Information: Begin
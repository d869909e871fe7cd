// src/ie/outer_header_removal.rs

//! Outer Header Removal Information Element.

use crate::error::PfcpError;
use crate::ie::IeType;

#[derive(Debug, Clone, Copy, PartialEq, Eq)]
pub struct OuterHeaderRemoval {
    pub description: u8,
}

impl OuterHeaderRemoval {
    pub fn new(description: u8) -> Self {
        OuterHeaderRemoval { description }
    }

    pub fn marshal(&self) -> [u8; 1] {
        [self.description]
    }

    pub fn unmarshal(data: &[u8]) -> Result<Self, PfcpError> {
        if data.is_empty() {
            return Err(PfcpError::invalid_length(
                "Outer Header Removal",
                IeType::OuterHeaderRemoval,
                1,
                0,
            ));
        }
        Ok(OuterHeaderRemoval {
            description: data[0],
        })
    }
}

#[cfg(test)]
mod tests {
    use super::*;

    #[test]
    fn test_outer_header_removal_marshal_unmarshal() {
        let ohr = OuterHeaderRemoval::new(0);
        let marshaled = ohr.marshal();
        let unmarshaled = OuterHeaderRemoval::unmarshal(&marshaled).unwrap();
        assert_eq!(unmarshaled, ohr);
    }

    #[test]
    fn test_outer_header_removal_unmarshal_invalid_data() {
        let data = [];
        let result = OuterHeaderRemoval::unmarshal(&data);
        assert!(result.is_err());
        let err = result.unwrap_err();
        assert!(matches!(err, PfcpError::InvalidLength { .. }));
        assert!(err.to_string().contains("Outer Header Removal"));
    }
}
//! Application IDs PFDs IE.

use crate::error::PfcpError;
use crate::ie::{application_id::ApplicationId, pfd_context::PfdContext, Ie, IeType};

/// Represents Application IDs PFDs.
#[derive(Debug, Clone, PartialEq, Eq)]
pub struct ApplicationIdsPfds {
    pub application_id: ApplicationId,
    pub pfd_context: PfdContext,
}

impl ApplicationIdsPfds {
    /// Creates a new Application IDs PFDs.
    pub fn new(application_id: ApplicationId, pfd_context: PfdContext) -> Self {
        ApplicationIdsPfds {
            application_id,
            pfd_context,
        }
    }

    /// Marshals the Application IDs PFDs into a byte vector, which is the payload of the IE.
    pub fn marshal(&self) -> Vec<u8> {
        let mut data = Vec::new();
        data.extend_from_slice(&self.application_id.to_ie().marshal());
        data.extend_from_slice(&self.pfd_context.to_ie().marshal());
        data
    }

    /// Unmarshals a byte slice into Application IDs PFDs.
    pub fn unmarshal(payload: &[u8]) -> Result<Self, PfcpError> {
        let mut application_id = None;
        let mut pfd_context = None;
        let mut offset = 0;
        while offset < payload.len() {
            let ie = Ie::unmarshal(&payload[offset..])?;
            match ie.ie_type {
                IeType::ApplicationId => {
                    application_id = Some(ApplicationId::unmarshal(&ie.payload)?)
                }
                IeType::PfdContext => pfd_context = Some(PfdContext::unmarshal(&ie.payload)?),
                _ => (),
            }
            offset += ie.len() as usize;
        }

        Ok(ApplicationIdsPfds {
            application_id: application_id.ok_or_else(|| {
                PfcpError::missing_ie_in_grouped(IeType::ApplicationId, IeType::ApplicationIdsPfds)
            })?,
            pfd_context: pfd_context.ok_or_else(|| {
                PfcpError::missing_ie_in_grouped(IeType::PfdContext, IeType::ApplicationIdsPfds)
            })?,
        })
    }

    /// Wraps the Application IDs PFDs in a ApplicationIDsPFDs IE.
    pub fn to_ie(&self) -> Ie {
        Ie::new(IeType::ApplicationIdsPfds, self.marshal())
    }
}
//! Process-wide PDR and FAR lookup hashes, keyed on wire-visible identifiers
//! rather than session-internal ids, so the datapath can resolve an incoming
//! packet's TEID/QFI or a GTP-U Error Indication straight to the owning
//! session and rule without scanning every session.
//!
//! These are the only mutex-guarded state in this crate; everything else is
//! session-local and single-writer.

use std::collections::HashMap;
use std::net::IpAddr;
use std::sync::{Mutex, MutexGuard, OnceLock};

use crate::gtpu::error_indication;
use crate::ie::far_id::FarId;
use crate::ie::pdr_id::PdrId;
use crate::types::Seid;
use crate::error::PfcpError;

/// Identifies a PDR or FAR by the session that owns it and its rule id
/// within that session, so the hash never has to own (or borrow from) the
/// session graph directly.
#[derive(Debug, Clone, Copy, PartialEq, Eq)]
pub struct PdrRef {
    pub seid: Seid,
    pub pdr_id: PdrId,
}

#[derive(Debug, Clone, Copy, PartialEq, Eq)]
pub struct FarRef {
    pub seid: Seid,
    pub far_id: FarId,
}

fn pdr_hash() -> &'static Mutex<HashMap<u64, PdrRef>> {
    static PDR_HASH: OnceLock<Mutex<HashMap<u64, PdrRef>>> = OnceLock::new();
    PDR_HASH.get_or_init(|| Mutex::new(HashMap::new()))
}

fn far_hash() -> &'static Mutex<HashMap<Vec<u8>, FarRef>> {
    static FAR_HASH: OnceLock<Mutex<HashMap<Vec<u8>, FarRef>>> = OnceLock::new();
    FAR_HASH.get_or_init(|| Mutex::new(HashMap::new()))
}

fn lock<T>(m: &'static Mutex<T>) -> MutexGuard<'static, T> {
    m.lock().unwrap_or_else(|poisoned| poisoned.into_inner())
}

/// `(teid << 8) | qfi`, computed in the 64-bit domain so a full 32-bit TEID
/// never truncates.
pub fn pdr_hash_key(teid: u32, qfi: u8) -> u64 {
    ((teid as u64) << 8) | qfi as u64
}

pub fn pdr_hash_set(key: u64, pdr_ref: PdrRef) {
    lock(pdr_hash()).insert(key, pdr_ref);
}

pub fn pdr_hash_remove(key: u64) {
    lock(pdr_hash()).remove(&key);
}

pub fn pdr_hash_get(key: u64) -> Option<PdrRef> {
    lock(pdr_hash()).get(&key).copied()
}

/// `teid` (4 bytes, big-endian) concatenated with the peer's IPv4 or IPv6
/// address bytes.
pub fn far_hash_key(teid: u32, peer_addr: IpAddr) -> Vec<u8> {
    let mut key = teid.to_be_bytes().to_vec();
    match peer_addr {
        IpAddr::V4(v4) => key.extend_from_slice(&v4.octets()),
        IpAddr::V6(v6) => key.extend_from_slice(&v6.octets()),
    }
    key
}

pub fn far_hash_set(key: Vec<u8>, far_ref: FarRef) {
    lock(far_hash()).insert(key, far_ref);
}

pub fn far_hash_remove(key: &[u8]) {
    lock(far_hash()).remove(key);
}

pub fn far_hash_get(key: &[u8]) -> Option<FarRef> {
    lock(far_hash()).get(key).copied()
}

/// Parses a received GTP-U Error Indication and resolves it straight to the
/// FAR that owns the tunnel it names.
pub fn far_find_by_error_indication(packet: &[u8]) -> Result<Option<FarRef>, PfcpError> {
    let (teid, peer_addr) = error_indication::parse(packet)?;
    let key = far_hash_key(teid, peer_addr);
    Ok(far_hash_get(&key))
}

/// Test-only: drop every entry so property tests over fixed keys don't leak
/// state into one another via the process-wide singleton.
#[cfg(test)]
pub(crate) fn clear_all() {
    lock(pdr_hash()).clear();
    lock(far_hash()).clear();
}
Information: End
All that is needed is a number: how many lines in the data above contain the string "description".

Problem solution: 5